• Task brief: What is needed is each line of the data below that holds the string "asks".

____________________

// ============================================================================
// Unit Tests
// ============================================================================

#[cfg(test)]
mod tests {
    use super::*;
    use crate::types::price::to_fixed;

    fn px(s: &str) -> u64 {
        to_fixed(s).unwrap()
    }

    #[test]
    fn test_insert_rests_without_counterparty() {
        let mut book = OrderBook::new();

        let trades = book.insert(1, Side::Bid, px("100.00"), 5).unwrap();
        assert!(trades.is_empty());
        assert_eq!(book.best_bid(), Some(px("100.00")));
        assert_eq!(book.bids().get(1).unwrap().quantity, 5);
    }

    #[test]
    fn test_simple_match_partial_maker() {
        let mut book = OrderBook::new();
        book.insert(1, Side::Bid, px("100.00"), 5).unwrap();

        let trades = book.insert(2, Side::Ask, px("100.00"), 3).unwrap();

        assert_eq!(trades, vec![Trade::new(px("100.00"), 3, 2, 1)]);
        assert_eq!(book.bids().get(1).unwrap().quantity, 2);
        assert!(book.asks().is_empty());
    }

    #[test]
    fn test_partial_fill_rests_residual() {
        let mut book = OrderBook::new();
        book.insert(1, Side::Bid, px("100.00"), 2).unwrap();

        // Ask at 99 crosses the bid at 100; fill executes at the
        // maker's price and the leftover rests at 99
        let trades = book.insert(2, Side::Ask, px("99.00"), 5).unwrap();

        assert_eq!(trades, vec![Trade::new(px("100.00"), 2, 2, 1)]);
        assert!(book.bids().is_empty());

        let resting = book.asks().get(2).unwrap();
        assert_eq!(resting.price, px("99.00"));
        assert_eq!(resting.quantity, 3);
    }

    #[test]
    fn test_multi_level_sweep() {
        let mut book = OrderBook::new();
        book.insert(1, Side::Bid, px("101"), 1).unwrap();
        book.insert(2, Side::Bid, px("100"), 2).unwrap();
        book.insert(3, Side::Bid, px("99"), 5).unwrap();

        let trades = book.insert(4, Side::Ask, px("99"), 6).unwrap();

        assert_eq!(
            trades,
            vec![
                Trade::new(px("101"), 1, 4, 1),
                Trade::new(px("100"), 2, 4, 2),
                Trade::new(px("99"), 3, 4, 3),
            ]
        );
        assert!(book.asks().is_empty());
        assert_eq!(book.bids().order_count(), 1);
        assert_eq!(book.bids().get(3).unwrap().quantity, 2);
    }

    #[test]
    fn test_fifo_within_level() {
        let mut book = OrderBook::new();
        book.insert(1, Side::Bid, px("100"), 1).unwrap();
        book.insert(2, Side::Bid, px("100"), 1).unwrap();

        let trades = book.insert(3, Side::Ask, px("100"), 1).unwrap();
        assert_eq!(trades[0].maker_order_id, 1, "older order must fill first");
    }

    #[test]
    fn test_insert_zero_volume() {
        let mut book = OrderBook::new();
        book.insert(1, Side::Bid, px("100"), 5).unwrap();

        let trades = book.insert(2, Side::Ask, px("100"), 0).unwrap();
        assert!(trades.is_empty());
        assert!(!book.contains(2));
        assert_eq!(book.bids().get(1).unwrap().quantity, 5);
    }

    #[test]
    fn test_insert_duplicate_id() {
        let mut book = OrderBook::new();
        book.insert(1, Side::Bid, px("100"), 5).unwrap();
        let before = book.state_digest();

        // Same side
        assert_eq!(
            book.insert(1, Side::Bid, px("101"), 5),
            Err(BookError::DuplicateId(1))
        );
        // Opposite side, non-crossing
        assert_eq!(
            book.insert(1, Side::Ask, px("200"), 5),
            Err(BookError::DuplicateId(1))
        );
        // Opposite side, would have crossed; rejected before matching
        assert_eq!(
            book.insert(1, Side::Ask, px("100"), 5),
            Err(BookError::DuplicateId(1))
        );

        assert_eq!(book.state_digest(), before, "rejected insert mutated the book");
    }

    #[test]
    fn test_quantity_conservation() {
        let mut book = OrderBook::new();
        book.insert(1, Side::Ask, px("100"), 3).unwrap();
        book.insert(2, Side::Ask, px("101"), 4).unwrap();
        book.insert(3, Side::Ask, px("102"), 5).unwrap();

        let incoming = 10;
        let trades = book.insert(4, Side::Bid, px("101"), incoming).unwrap();

        let filled: u64 = trades.iter().map(|t| t.volume).sum();
        let residual = book.bids().get(4).map_or(0, |o| o.quantity);
        assert_eq!(filled + residual, incoming);
        assert_eq!(filled, 7); // levels 100 and 101 consumed
        assert_eq!(book.best_bid(), Some(px("101")));
        assert_eq!(book.best_ask(), Some(px("102")));
    }

    #[test]
    fn test_update_quantity_decrease_keeps_priority() {
        let mut book = OrderBook::new();
        book.insert(1, Side::Bid, px("100"), 5).unwrap();
        book.insert(2, Side::Bid, px("100"), 5).unwrap();

        let trades = book.update(1, px("100"), 3).unwrap();
        assert!(trades.is_empty());
        assert_eq!(book.bids().get(1).unwrap().quantity, 3);

        let trades = book.insert(3, Side::Ask, px("100"), 1).unwrap();
        assert_eq!(trades[0].maker_order_id, 1, "decrease must keep queue position");
    }

    #[test]
    fn test_update_quantity_increase_loses_priority() {
        let mut book = OrderBook::new();
        book.insert(1, Side::Bid, px("100"), 1).unwrap();
        book.insert(2, Side::Bid, px("100"), 1).unwrap();

        let trades = book.update(1, px("100"), 5).unwrap();
        assert!(trades.is_empty());
        assert_eq!(book.bids().get(1).unwrap().quantity, 5);

        let trades = book.insert(3, Side::Ask, px("100"), 1).unwrap();
        assert_eq!(trades[0].maker_order_id, 2, "increase must forfeit queue position");
    }

    #[test]
    fn test_update_equal_quantity_loses_priority() {
        let mut book = OrderBook::new();
        book.insert(1, Side::Bid, px("100"), 1).unwrap();
        book.insert(2, Side::Bid, px("100"), 1).unwrap();

        // Same price, same volume still counts as a modification
        book.update(1, px("100"), 1).unwrap();

        let trades = book.insert(3, Side::Ask, px("100"), 1).unwrap();
        assert_eq!(trades[0].maker_order_id, 2);
    }

    #[test]
    fn test_update_zero_volume_removes() {
        let mut book = OrderBook::new();
        book.insert(1, Side::Ask, px("100"), 5).unwrap();

        let trades = book.update(1, px("100"), 0).unwrap();
        assert!(trades.is_empty());
        assert!(!book.contains(1));
        assert!(book.is_empty());

        assert_eq!(book.cancel(1), Err(BookError::NotFound(1)));
    }

    #[test]
    fn test_update_price_change_rematches() {
        let mut book = OrderBook::new();
        book.insert(1, Side::Bid, px("100"), 5).unwrap();
        book.insert(2, Side::Ask, px("105"), 5).unwrap();

        // Repricing the ask down to 100 crosses the resting bid
        let trades = book.update(2, px("100"), 5).unwrap();
        assert_eq!(trades, vec![Trade::new(px("100"), 5, 2, 1)]);
        assert!(book.is_empty());
    }

    #[test]
    fn test_update_price_change_rests_residual() {
        let mut book = OrderBook::new();
        book.insert(1, Side::Ask, px("105"), 5).unwrap();

        // No counterparty; the repriced order rests at its new level
        let trades = book.update(1, px("104"), 7).unwrap();
        assert!(trades.is_empty());

        let resting = book.asks().get(1).unwrap();
        assert_eq!(resting.price, px("104"));
        assert_eq!(resting.quantity, 7);
        assert_eq!(book.ask_levels(), 1);
    }

    #[test]
    fn test_update_not_found() {
        let mut book = OrderBook::new();
        assert_eq!(book.update(9, px("100"), 5), Err(BookError::NotFound(9)));

        // A filled order behaves like an unknown one
        book.insert(1, Side::Bid, px("100"), 1).unwrap();
        book.insert(2, Side::Ask, px("100"), 1).unwrap();
        assert_eq!(book.update(1, px("100"), 5), Err(BookError::NotFound(1)));
    }

    #[test]
    fn test_cancel() {
        let mut book = OrderBook::new();
        book.insert(1, Side::Bid, px("100"), 5).unwrap();
        book.insert(2, Side::Ask, px("105"), 5).unwrap();

        assert!(book.cancel(1).is_ok());
        assert!(book.cancel(2).is_ok());
        assert!(book.is_empty());
    }

    #[test]
    fn test_cancel_unknown_is_inert() {
        let mut book = OrderBook::new();
        book.insert(1, Side::Bid, px("100"), 5).unwrap();
        let before = book.state_digest();

        assert_eq!(book.cancel(42), Err(BookError::NotFound(42)));
        assert_eq!(book.state_digest(), before);

        // Cancel of a cancelled order is NotFound again
        book.cancel(1).unwrap();
        assert_eq!(book.cancel(1), Err(BookError::NotFound(1)));
    }

    #[test]
    fn test_insert_cancel_round_trip() {
        let mut book = OrderBook::new();
        book.insert(1, Side::Bid, px("100"), 5).unwrap();
        book.insert(2, Side::Ask, px("105"), 5).unwrap();

        let levels_before = (book.bid_levels(), book.ask_levels());
        let digest_before = book.state_digest();

        // Non-crossing insert at a brand-new price, then cancel
        book.insert(3, Side::Bid, px("99"), 7).unwrap();
        assert_eq!(book.bid_levels(), levels_before.0 + 1);
        book.cancel(3).unwrap();

        assert_eq!((book.bid_levels(), book.ask_levels()), levels_before);
        assert_eq!(book.state_digest(), digest_before);
    }

    #[test]
    fn test_spread_and_best_prices() {
        let mut book = OrderBook::new();
        assert!(book.spread().is_none());

        book.insert(1, Side::Bid, px("100"), 5).unwrap();
        assert!(book.spread().is_none());

        book.insert(2, Side::Ask, px("101"), 5).unwrap();
        assert_eq!(book.best_bid(), Some(px("100")));
        assert_eq!(book.best_ask(), Some(px("101")));
        assert_eq!(book.spread(), Some(px("1")));
    }

    #[test]
    fn test_state_digest_determinism() {
        let mut a = OrderBook::new();
        let mut b = OrderBook::new();
        for book in [&mut a, &mut b] {
            book.insert(1, Side::Bid, px("100"), 5).unwrap();
            book.insert(2, Side::Ask, px("101"), 3).unwrap();
            book.insert(3, Side::Bid, px("101"), 2).unwrap();
        }
        assert_eq!(a.state_digest(), b.state_digest());

        b.cancel(1).unwrap();
        assert_ne!(a.state_digest(), b.state_digest());
    }

    #[test]
    fn test_sides_stay_consistent_under_mixed_flow() {
        let mut book = OrderBook::new();

        book.insert(1, Side::Bid, px("100"), 10).unwrap();
        book.insert(2, Side::Bid, px("99"), 10).unwrap();
        book.insert(3, Side::Ask, px("101"), 10).unwrap();
        book.insert(4, Side::Ask, px("100"), 4).unwrap(); // crosses bid 1
        book.update(2, px("100"), 10).unwrap(); // joins level 100, back of queue
        book.insert(5, Side::Ask, px("100"), 10).unwrap(); // sweeps 1 then 2

        book.bids().assert_invariants();
        book.asks().assert_invariants();

        // bid 1: 10 - 4 - 6 = 0, bid 2: 10 - 4 = 6
        assert!(!book.bids().contains(1));
        assert_eq!(book.bids().get(2).unwrap().quantity, 6);
        assert_eq!(book.best_ask(), Some(px("101")));
    }
}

____________________

• Response below:
        assert!(book.asks().is_empty());
        let resting = book.asks().get(2).unwrap();
        assert!(book.asks().is_empty());
        let resting = book.asks().get(1).unwrap();
        book.asks().assert_invariants();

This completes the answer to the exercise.